About this exercise>
Each line of the material below with the word "only" is to be reported.

Information given>
◆ ◆ ◆ ◆ ◆ ◆ ◆

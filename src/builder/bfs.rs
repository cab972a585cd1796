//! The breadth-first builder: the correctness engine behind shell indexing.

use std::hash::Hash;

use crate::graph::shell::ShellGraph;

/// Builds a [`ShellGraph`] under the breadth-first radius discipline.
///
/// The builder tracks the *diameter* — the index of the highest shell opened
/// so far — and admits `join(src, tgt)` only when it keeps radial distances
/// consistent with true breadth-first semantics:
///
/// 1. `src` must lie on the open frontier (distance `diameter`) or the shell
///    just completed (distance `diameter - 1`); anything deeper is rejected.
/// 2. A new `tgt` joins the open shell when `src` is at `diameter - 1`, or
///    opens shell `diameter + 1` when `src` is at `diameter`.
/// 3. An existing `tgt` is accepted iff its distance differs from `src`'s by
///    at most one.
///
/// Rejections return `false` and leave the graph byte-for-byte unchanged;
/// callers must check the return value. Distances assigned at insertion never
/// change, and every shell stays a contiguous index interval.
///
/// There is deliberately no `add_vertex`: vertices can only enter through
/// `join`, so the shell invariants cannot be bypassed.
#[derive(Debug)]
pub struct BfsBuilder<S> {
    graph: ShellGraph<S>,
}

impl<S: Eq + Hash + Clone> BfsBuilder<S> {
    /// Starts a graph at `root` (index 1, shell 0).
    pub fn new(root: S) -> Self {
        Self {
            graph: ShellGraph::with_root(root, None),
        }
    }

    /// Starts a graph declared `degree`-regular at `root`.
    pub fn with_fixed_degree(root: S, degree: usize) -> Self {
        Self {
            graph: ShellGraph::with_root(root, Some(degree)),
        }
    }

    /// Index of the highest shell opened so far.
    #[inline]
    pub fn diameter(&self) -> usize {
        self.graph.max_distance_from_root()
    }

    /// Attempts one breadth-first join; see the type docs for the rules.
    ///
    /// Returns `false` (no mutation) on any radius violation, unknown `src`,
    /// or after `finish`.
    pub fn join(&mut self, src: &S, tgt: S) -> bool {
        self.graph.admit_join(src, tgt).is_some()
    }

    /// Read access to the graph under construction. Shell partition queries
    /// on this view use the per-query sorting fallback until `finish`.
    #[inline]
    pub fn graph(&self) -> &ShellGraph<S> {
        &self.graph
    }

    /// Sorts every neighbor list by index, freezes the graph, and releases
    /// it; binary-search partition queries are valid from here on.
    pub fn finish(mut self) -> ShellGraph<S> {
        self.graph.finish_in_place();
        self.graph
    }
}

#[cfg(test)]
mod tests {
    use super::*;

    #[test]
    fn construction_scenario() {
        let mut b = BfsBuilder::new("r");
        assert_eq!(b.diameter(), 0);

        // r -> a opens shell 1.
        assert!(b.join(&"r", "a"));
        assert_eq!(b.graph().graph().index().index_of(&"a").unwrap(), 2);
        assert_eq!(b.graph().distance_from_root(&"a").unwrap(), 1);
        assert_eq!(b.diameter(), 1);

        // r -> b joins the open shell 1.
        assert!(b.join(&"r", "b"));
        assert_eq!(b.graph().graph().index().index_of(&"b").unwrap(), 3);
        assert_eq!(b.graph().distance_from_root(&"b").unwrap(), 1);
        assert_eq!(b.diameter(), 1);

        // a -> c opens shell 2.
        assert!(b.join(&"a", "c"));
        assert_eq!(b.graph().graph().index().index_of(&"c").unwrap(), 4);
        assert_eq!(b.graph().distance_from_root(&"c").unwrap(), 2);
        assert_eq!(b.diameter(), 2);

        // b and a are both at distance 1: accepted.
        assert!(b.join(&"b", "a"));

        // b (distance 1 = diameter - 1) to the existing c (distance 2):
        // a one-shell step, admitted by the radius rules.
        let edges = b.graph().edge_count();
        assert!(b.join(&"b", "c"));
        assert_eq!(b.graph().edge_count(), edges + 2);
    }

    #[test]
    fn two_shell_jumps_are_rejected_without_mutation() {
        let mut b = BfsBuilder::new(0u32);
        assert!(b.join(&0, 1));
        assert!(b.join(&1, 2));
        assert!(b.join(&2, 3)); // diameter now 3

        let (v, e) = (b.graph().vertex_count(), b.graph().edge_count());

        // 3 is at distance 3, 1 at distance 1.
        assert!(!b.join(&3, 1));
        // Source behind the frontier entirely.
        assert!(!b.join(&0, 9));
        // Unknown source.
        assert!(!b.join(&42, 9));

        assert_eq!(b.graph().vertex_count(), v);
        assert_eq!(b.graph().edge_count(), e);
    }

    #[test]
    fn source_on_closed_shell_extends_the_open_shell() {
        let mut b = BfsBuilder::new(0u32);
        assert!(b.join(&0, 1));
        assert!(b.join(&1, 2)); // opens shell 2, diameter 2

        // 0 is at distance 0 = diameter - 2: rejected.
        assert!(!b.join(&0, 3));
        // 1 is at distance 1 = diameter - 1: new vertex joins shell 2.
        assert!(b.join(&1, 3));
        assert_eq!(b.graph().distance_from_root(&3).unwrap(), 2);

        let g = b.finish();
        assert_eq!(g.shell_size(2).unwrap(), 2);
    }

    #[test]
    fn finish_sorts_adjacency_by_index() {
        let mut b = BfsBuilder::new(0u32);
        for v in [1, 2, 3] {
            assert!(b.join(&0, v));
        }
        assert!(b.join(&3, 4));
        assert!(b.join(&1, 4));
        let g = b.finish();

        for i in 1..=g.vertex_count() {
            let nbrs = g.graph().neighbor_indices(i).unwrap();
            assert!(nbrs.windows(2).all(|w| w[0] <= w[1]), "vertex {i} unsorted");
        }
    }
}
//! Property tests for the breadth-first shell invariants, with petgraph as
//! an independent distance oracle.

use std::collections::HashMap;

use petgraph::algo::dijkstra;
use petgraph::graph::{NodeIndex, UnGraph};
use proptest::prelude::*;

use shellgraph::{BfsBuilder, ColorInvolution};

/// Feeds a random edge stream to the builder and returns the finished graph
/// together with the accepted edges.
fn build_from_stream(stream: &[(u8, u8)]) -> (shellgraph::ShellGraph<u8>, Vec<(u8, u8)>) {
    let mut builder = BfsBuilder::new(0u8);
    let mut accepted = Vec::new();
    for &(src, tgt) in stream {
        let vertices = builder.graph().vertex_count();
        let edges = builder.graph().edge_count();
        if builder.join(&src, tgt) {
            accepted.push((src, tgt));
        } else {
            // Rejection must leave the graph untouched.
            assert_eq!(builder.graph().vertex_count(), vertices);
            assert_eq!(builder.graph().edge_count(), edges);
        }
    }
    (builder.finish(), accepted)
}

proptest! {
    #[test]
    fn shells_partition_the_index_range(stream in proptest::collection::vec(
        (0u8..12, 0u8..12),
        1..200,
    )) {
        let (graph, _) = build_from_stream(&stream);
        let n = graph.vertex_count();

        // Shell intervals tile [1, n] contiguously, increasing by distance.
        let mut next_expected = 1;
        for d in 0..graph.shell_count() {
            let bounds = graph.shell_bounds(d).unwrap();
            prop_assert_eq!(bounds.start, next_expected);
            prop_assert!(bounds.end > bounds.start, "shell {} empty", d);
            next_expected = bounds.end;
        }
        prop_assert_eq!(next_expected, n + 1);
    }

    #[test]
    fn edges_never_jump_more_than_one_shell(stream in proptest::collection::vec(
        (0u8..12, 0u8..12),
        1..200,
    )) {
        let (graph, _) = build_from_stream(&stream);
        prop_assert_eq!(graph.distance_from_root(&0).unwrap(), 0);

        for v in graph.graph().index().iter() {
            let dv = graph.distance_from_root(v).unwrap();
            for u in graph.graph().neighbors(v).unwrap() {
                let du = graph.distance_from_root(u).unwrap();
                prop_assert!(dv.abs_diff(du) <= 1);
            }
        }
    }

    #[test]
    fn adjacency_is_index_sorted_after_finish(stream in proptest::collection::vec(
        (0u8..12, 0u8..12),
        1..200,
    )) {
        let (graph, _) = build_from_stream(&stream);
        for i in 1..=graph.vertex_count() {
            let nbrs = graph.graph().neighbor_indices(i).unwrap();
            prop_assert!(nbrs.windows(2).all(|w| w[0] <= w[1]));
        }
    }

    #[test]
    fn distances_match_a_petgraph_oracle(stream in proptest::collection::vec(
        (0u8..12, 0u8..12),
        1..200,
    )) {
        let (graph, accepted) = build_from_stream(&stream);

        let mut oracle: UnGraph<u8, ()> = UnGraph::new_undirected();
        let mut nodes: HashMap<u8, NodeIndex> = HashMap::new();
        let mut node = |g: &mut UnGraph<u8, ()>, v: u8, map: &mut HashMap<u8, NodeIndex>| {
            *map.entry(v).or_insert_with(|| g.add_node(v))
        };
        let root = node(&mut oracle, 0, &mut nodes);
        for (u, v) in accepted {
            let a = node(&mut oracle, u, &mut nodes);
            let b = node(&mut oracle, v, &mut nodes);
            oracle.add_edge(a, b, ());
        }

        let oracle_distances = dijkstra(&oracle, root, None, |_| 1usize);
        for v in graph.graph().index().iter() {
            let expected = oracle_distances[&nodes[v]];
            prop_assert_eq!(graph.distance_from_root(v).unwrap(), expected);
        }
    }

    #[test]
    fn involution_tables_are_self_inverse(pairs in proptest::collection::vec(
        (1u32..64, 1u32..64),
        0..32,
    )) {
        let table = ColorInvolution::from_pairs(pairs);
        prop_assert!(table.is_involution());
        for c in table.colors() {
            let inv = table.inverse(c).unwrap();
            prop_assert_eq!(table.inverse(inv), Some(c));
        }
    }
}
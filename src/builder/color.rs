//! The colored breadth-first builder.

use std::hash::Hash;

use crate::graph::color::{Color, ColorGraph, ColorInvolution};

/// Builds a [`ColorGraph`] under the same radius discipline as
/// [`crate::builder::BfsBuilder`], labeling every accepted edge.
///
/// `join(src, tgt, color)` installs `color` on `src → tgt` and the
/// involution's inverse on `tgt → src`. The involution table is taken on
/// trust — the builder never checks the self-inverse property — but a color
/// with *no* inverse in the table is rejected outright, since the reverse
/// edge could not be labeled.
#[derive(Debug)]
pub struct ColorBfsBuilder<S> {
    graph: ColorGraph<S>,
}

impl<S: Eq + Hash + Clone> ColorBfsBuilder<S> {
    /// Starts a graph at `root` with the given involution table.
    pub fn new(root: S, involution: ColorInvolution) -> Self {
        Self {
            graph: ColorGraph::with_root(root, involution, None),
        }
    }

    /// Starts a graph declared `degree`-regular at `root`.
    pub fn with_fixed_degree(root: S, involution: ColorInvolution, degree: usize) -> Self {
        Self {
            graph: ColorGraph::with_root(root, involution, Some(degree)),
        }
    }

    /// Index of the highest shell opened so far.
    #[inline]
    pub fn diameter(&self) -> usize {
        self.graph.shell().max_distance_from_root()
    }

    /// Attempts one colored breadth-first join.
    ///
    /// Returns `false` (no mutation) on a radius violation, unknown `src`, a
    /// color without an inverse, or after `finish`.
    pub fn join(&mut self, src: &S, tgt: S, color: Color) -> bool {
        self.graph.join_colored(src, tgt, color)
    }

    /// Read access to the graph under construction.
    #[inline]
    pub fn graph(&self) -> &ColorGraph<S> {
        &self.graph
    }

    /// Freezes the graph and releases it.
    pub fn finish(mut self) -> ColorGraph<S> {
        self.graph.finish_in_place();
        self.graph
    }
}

◆ ◆ ◆ ◆ ◆ ◆ ◆

Output of the exercise>
/// so far — and admits `join(src, tgt)` only when it keeps radial distances
/// There is deliberately no `add_vertex`: vertices can only enter through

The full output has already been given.